> **What you have to do**:
The answer must consist of every line below containing "NonFiniteInput".

> **Study material**:
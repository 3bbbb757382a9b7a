use crate::core::actions::render_frame::ports::fractal_algorithm::FractalAlgorithm;
use crate::core::data::complex::Complex;
use crate::core::fractals::fractal_variant::FractalVariant;
use std::error::Error;
use std::fmt;

pub const MAX_ITERATIONS: u32 = 1024;
pub const ESCAPE_RADIUS: f64 = 2.0;

#[derive(Debug, Copy, Clone, PartialEq)]
pub enum NumericFault {
    NonFiniteInput { c: Complex, z0: Complex },
    NonFiniteOrbit { iteration: u32 },
}

impl fmt::Display for NumericFault {
    fn fmt(&self, f: &mut fmt::Formatter<'_>) -> fmt::Result {
        match self {
            Self::NonFiniteInput { c, z0 } => write!(
                f,
                "non-finite orbit input c = {} + {}i, z0 = {} + {}i",
                c.real, c.imag, z0.real, z0.imag
            ),
            Self::NonFiniteOrbit { iteration } => {
                write!(f, "orbit became non-finite at iteration {}", iteration)
            }
        }
    }
}

impl Error for NumericFault {}

#[derive(Debug, Copy, Clone, PartialEq)]
pub enum EscapeTimeKernelError {
    ZeroMaxIterations,
    InvalidEscapeRadius(f64),
    NonFiniteJuliaConstant(Complex),
}

impl fmt::Display for EscapeTimeKernelError {
    fn fmt(&self, f: &mut fmt::Formatter<'_>) -> fmt::Result {
        match self {
            Self::ZeroMaxIterations => write!(f, "maximum iterations must be greater than zero"),
            Self::InvalidEscapeRadius(radius) => {
                write!(f, "escape radius must be positive and finite, got {}", radius)
            }
            Self::NonFiniteJuliaConstant(c) => {
                write!(f, "julia constant must be finite, got {} + {}i", c.real, c.imag)
            }
        }
    }
}

impl Error for EscapeTimeKernelError {}

/// Counts the steps of `z <- z*z + c` taken from `z0` before `|z|` reaches
/// `escape_radius`, capped at `max_iterations`.
///
/// A result equal to `max_iterations` means the orbit stayed bounded.
pub fn iterate(
    c: Complex,
    z0: Complex,
    max_iterations: u32,
    escape_radius: f64,
) -> Result<u32, NumericFault> {
    if !c.is_finite() || !z0.is_finite() {
        return Err(NumericFault::NonFiniteInput { c, z0 });
    }

    let mut z = z0;
    let mut iterations = 0;

    while iterations < max_iterations {
        let modulus = z.modulus();

        if modulus.is_nan() {
            return Err(NumericFault::NonFiniteOrbit {
                iteration: iterations,
            });
        }

        if modulus >= escape_radius {
            break;
        }

        z = z * z + c;
        iterations += 1;
    }

    Ok(iterations)
}

/// Escape-time iteration for one fractal variant.
#[derive(Debug, Copy, Clone, PartialEq)]
pub struct EscapeTimeKernel {
    variant: FractalVariant,
    max_iterations: u32,
    escape_radius: f64,
}

impl EscapeTimeKernel {
    pub fn new(variant: FractalVariant) -> Result<Self, EscapeTimeKernelError> {
        Self::with_limits(variant, MAX_ITERATIONS, ESCAPE_RADIUS)
    }

    pub fn with_limits(
        variant: FractalVariant,
        max_iterations: u32,
        escape_radius: f64,
    ) -> Result<Self, EscapeTimeKernelError> {
        if max_iterations == 0 {
            return Err(EscapeTimeKernelError::ZeroMaxIterations);
        }

        if !escape_radius.is_finite() || escape_radius <= 0.0 {
            return Err(EscapeTimeKernelError::InvalidEscapeRadius(escape_radius));
        }

        if let FractalVariant::Julia { constant } = variant {
            if !constant.is_finite() {
                return Err(EscapeTimeKernelError::NonFiniteJuliaConstant(constant));
            }
        }

        Ok(Self {
            variant,
            max_iterations,
            escape_radius,
        })
    }

    pub fn variant(&self) -> FractalVariant {
        self.variant
    }

    pub fn max_iterations(&self) -> u32 {
        self.max_iterations
    }

    pub fn escape_radius(&self) -> f64 {
        self.escape_radius
    }
}

impl FractalAlgorithm for EscapeTimeKernel {
    type Success = u32;
    type Failure = NumericFault;

    fn compute(&self, point: Complex) -> Result<Self::Success, Self::Failure> {
        let (c, z0) = self.variant.seed(point);

        iterate(c, z0, self.max_iterations, self.escape_radius)
    }
}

> **Response area**:
    NonFiniteInput { c: Complex, z0: Complex },
            Self::NonFiniteInput { c, z0 } => write!(
        return Err(NumericFault::NonFiniteInput { c, z0 });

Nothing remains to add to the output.